Verma married to Veena Verma in 1967, who later was elected Member of Parliament for three consecutive terms from the state of Madhya Pradesh. Verma's only child, Abhishek Verma was declared the youngest billionaire of India in 1997.

==Awards and honours==
Verma was awarded Tulsi Samman for Jalsagar from Madhya Pradesh Government in 1976 and Shiksha Samman from Madhya Pradesh State Kala Parishad in 1981. In 1982, he presided over the Afro-Asian Writer's Conference hosted in New Delhi. In 1987, he was posthumously awarded the Sahitya Academy Award for Magadh.

==Legacy==
A philanthropic foundation, Shrikant Verma Trust, was set up by Verma's son Abhishek Verma in 1989 to further the cause of arts, literature and journalism in the memory of his father and it continues to support initiatives in education, literature, fine arts, cultural heritage and community welfare.
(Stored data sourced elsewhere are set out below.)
use std::path::Path;
use std::time::Duration;

use anyhow::{Context, Result, bail, ensure};
use axum::body::Body as AxumBody;
use http_body_util::BodyExt;
use hyper::{Method, Request};
use hyper_util::client::legacy::Client;
use hyper_util::rt::TokioExecutor;
use rustls::RootCertStore;
use rustls::pki_types::CertificateDer;
use url::Url;

const CA_FETCH_MAX_RETRIES: u32 = 30;
const CA_FETCH_RETRY_DELAY: Duration = Duration::from_secs(2);
const CA_FETCH_TIMEOUT: Duration = Duration::from_secs(10);

type BootstrapClient = Client<
    hyper_rustls::HttpsConnector<hyper_util::client::legacy::connect::HttpConnector>,
    AxumBody,
>;

/// Fetch the resolution backend's CA certificate and persist it as the
/// trust bundle used by the resolver and proxy clients. The backend may
/// still be coming up when the gateway starts, hence the long retry budget.
pub async fn bootstrap_ca_bundle(backend_url: &Url, bundle_path: &Path) -> Result<()> {
    let url = backend_url
        .join("ca-cert")
        .with_context(|| format!("invalid backend url: {backend_url}"))?;

    let https = hyper_rustls::HttpsConnectorBuilder::new()
        .with_native_roots()
        .context("failed to load native TLS roots")?
        .https_or_http()
        .enable_http1()
        .build();
    let client: BootstrapClient = Client::builder(TokioExecutor::new()).build(https);

    for attempt in 1..=CA_FETCH_MAX_RETRIES {
        match fetch_pem(&client, url.as_str()).await {
            Ok(pem) => {
                ensure_parseable(&pem)
                    .with_context(|| format!("backend served an unusable CA bundle from {url}"))?;
                tokio::fs::write(bundle_path, &pem).await.with_context(|| {
                    format!("failed to write CA bundle to {}", bundle_path.display())
                })?;
                tracing::info!(
                    path = %bundle_path.display(),
                    bytes = pem.len(),
                    "CA bundle written"
                );
                return Ok(());
            }
            Err(err) => {
                tracing::warn!(attempt, error = %err, "ca-cert fetch failed");
                if attempt < CA_FETCH_MAX_RETRIES {
                    tokio::time::sleep(CA_FETCH_RETRY_DELAY).await;
                }
            }
        }
    }
    bail!("could not fetch CA bundle from {url} after {CA_FETCH_MAX_RETRIES} attempts")
}

async fn fetch_pem(client: &BootstrapClient, url: &str) -> Result<Vec<u8>> {
    let req = Request::builder()
        .method(Method::GET)
        .uri(url)
        .body(AxumBody::empty())?;
    let response = tokio::time::timeout(CA_FETCH_TIMEOUT, client.request(req))
        .await
        .map_err(|_| anyhow::anyhow!("request timed out"))??;
    ensure!(
        response.status().is_success(),
        "backend answered {}",
        response.status()
    );
    let body = response.into_body().collect().await?.to_bytes();
    Ok(body.to_vec())
}

fn ensure_parseable(pem: &[u8]) -> Result<()> {
    let certs: Vec<CertificateDer<'static>> = rustls_pemfile::certs(&mut &pem[..])
        .collect::<Result<_, _>>()
        .context("failed to parse PEM")?;
    ensure!(!certs.is_empty(), "no certificates in PEM body");
    Ok(())
}

/// Build the root store the outbound TLS clients verify against: the
/// fetched CA bundle plus the host's native roots.
pub fn load_root_store(bundle_path: &Path) -> Result<RootCertStore> {
    let pem = std::fs::read(bundle_path)
        .with_context(|| format!("failed to read CA bundle: {}", bundle_path.display()))?;
    let certs: Vec<CertificateDer<'static>> = rustls_pemfile::certs(&mut pem.as_slice())
        .collect::<Result<_, _>>()
        .with_context(|| format!("failed to parse CA bundle: {}", bundle_path.display()))?;

    let mut roots = RootCertStore::empty();
    let (added, _ignored) = roots.add_parsable_certificates(certs);
    ensure!(
        added > 0,
        "no usable certificates in {}",
        bundle_path.display()
    );

    for cert in rustls_native_certs::load_native_certs()
        .context("failed to load native TLS roots")?
    {
        // Unparseable system certificates are skipped, not fatal.
        let _ = roots.add(cert);
    }
    Ok(roots)
}

/// TLS client configuration verifying against the given roots.
pub fn client_tls_config(roots: RootCertStore) -> rustls::ClientConfig {
    rustls::ClientConfig::builder()
        .with_root_certificates(roots)
        .with_no_client_auth()
}

#[cfg(test)]
mod tests {
    use std::io::Write;

    use super::*;

    // ensure_parseable checks PEM framing, not ASN.1 validity, so any
    // well-framed CERTIFICATE section passes.
    const TEST_PEM: &str =
        "-----BEGIN CERTIFICATE-----\naGVsbG8gY2VydA==\n-----END CERTIFICATE-----\n";

    #[test]
    fn test_framed_pem_accepted() {
        assert!(ensure_parseable(TEST_PEM.as_bytes()).is_ok());
    }

    #[test]
    fn test_garbage_pem_rejected() {
        assert!(ensure_parseable(b"not a certificate").is_err());
        assert!(ensure_parseable(b"").is_err());
    }

    #[test]
    fn test_missing_bundle_file_errors() {
        assert!(load_root_store(Path::new("/nonexistent/ca.pem")).is_err());
    }

    #[test]
    fn test_bundle_with_no_usable_certs_errors() {
        let mut file = tempfile::NamedTempFile::new().unwrap();
        file.write_all(b"garbage").unwrap();
        file.flush().unwrap();
        assert!(load_root_store(file.path()).is_err());
    }
}
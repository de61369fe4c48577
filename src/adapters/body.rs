use axum::body::Body as AxumBody;
use bytes::{Bytes, BytesMut};
use futures_util::StreamExt;
use tempfile::NamedTempFile;
use thiserror::Error;
use tokio::io::AsyncWriteExt;
use tokio_util::io::ReaderStream;

/// Bodies up to this size stay in memory; larger uploads spill to disk.
const SPOOL_THRESHOLD_BYTES: usize = 2 * 1024 * 1024;

#[derive(Error, Debug)]
pub enum BufferError {
    #[error("failed to read request body: {0}")]
    Read(String),

    #[error("request body exceeds limit of {limit} bytes")]
    TooLarge { limit: u64 },

    #[error("failed to spool request body: {0}")]
    Spool(#[from] std::io::Error),
}

/// A fully-received request body that can be replayed once per failover
/// attempt. Large uploads are spooled to a request-scoped temporary file,
/// which the OS reclaims when the buffer drops on any exit path.
#[derive(Debug)]
pub enum BufferedBody {
    Memory(Bytes),
    Spooled { file: NamedTempFile, len: u64 },
}

impl BufferedBody {
    pub async fn buffer(body: AxumBody, limit: u64) -> Result<Self, BufferError> {
        let mut stream = body.into_data_stream();
        let mut in_memory = BytesMut::new();
        let mut spool: Option<(NamedTempFile, tokio::fs::File)> = None;
        let mut total: u64 = 0;

        while let Some(chunk) = stream.next().await {
            let chunk = chunk.map_err(|err| BufferError::Read(err.to_string()))?;
            total += chunk.len() as u64;
            if total > limit {
                return Err(BufferError::TooLarge { limit });
            }
            match &mut spool {
                Some((_, file)) => file.write_all(&chunk).await?,
                None => {
                    in_memory.extend_from_slice(&chunk);
                    if in_memory.len() > SPOOL_THRESHOLD_BYTES {
                        let named = NamedTempFile::new()?;
                        let mut file = tokio::fs::File::from_std(named.reopen()?);
                        file.write_all(&in_memory).await?;
                        in_memory = BytesMut::new();
                        spool = Some((named, file));
                    }
                }
            }
        }

        match spool {
            Some((named, mut file)) => {
                file.flush().await?;
                Ok(BufferedBody::Spooled {
                    file: named,
                    len: total,
                })
            }
            None => Ok(BufferedBody::Memory(in_memory.freeze())),
        }
    }

    pub fn len(&self) -> u64 {
        match self {
            BufferedBody::Memory(bytes) => bytes.len() as u64,
            BufferedBody::Spooled { len, .. } => *len,
        }
    }

    pub fn is_empty(&self) -> bool {
        self.len() == 0
    }

    /// A fresh body reading this buffer from the start.
    pub fn to_body(&self) -> Result<AxumBody, BufferError> {
        match self {
            BufferedBody::Memory(bytes) => Ok(AxumBody::from(bytes.clone())),
            BufferedBody::Spooled { file, .. } => {
                let reader = tokio::fs::File::from_std(file.reopen()?);
                Ok(AxumBody::from_stream(ReaderStream::new(reader)))
            }
        }
    }
}

#[cfg(test)]
mod tests {
    use http_body_util::BodyExt;

    use super::*;

    async fn collect(body: AxumBody) -> Bytes {
        body.collect().await.unwrap().to_bytes()
    }

    #[tokio::test]
    async fn test_small_body_stays_in_memory() {
        let buffered = BufferedBody::buffer(AxumBody::from("hello"), 1024)
            .await
            .unwrap();
        assert!(matches!(buffered, BufferedBody::Memory(_)));
        assert_eq!(buffered.len(), 5);
        assert_eq!(&collect(buffered.to_body().unwrap()).await[..], b"hello");
    }

    #[tokio::test]
    async fn test_empty_body() {
        let buffered = BufferedBody::buffer(AxumBody::empty(), 1024).await.unwrap();
        assert!(buffered.is_empty());
        assert!(collect(buffered.to_body().unwrap()).await.is_empty());
    }

    #[tokio::test]
    async fn test_large_body_spools_to_disk() {
        let payload = vec![0x5a_u8; SPOOL_THRESHOLD_BYTES + 4096];
        let buffered = BufferedBody::buffer(AxumBody::from(payload.clone()), u64::MAX)
            .await
            .unwrap();
        assert!(matches!(buffered, BufferedBody::Spooled { .. }));
        assert_eq!(buffered.len(), payload.len() as u64);
        assert_eq!(&collect(buffered.to_body().unwrap()).await[..], &payload[..]);
    }

    #[tokio::test]
    async fn test_spooled_body_replays_repeatedly() {
        let payload = vec![0xa5_u8; SPOOL_THRESHOLD_BYTES + 1];
        let buffered = BufferedBody::buffer(AxumBody::from(payload.clone()), u64::MAX)
            .await
            .unwrap();
        for _ in 0..3 {
            assert_eq!(
                collect(buffered.to_body().unwrap()).await.len(),
                payload.len()
            );
        }
    }

    #[tokio::test]
    async fn test_limit_enforced() {
        let err = BufferedBody::buffer(AxumBody::from(vec![0_u8; 100]), 10)
            .await
            .unwrap_err();
        assert!(matches!(err, BufferError::TooLarge { limit: 10 }));
    }
}
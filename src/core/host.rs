/// Extract the tenant key from a request host.
///
/// The configured server domain must be a proper dot-suffix of the host.
/// Both dotted (`app.alice.example.com`) and dashed
/// (`filebrowser-alice.example.com`) subdomain conventions are accepted; in
/// either case the tenant is the rightmost word of the last label before the
/// server domain.
pub fn extract_tenant(raw_host: &str, server_domain: &str) -> Option<String> {
    let host = strip_port(raw_host).to_ascii_lowercase();
    let suffix = format!(".{}", server_domain.to_ascii_lowercase());

    // The bare server domain carries no tenant; neither does any host that
    // does not sit strictly under it.
    let prefix = host.strip_suffix(&suffix)?;
    if prefix.is_empty() {
        return None;
    }

    let last_label = prefix.rsplit('.').next()?;
    let tenant = match last_label.rfind('-') {
        Some(idx) => &last_label[idx + 1..],
        None => last_label,
    };

    if tenant.is_empty() {
        None
    } else {
        Some(tenant.to_string())
    }
}

/// Drop a trailing `:port` from a Host header value. Unbracketed IPv6
/// literals are left alone by the digit check; they can never match a
/// domain suffix anyway.
fn strip_port(host: &str) -> &str {
    match host.rsplit_once(':') {
        Some((name, port)) if !port.is_empty() && port.bytes().all(|b| b.is_ascii_digit()) => name,
        _ => host,
    }
}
The trust is run by Verma's daughter in law Anca Verma, who collaborates on global campaigns such as 'HungerFreeWorld' that is managed by Verma's granddaughter Nicolle Verma.

Bilaspur city named the central vista as 'Shrikant Verma Marg' and in 1992 the then Sunder Lal Patwa, Chief Minister of Madhya Pradesh unveiled a 30 feet statue of Verma at Shrikant Verma chowk.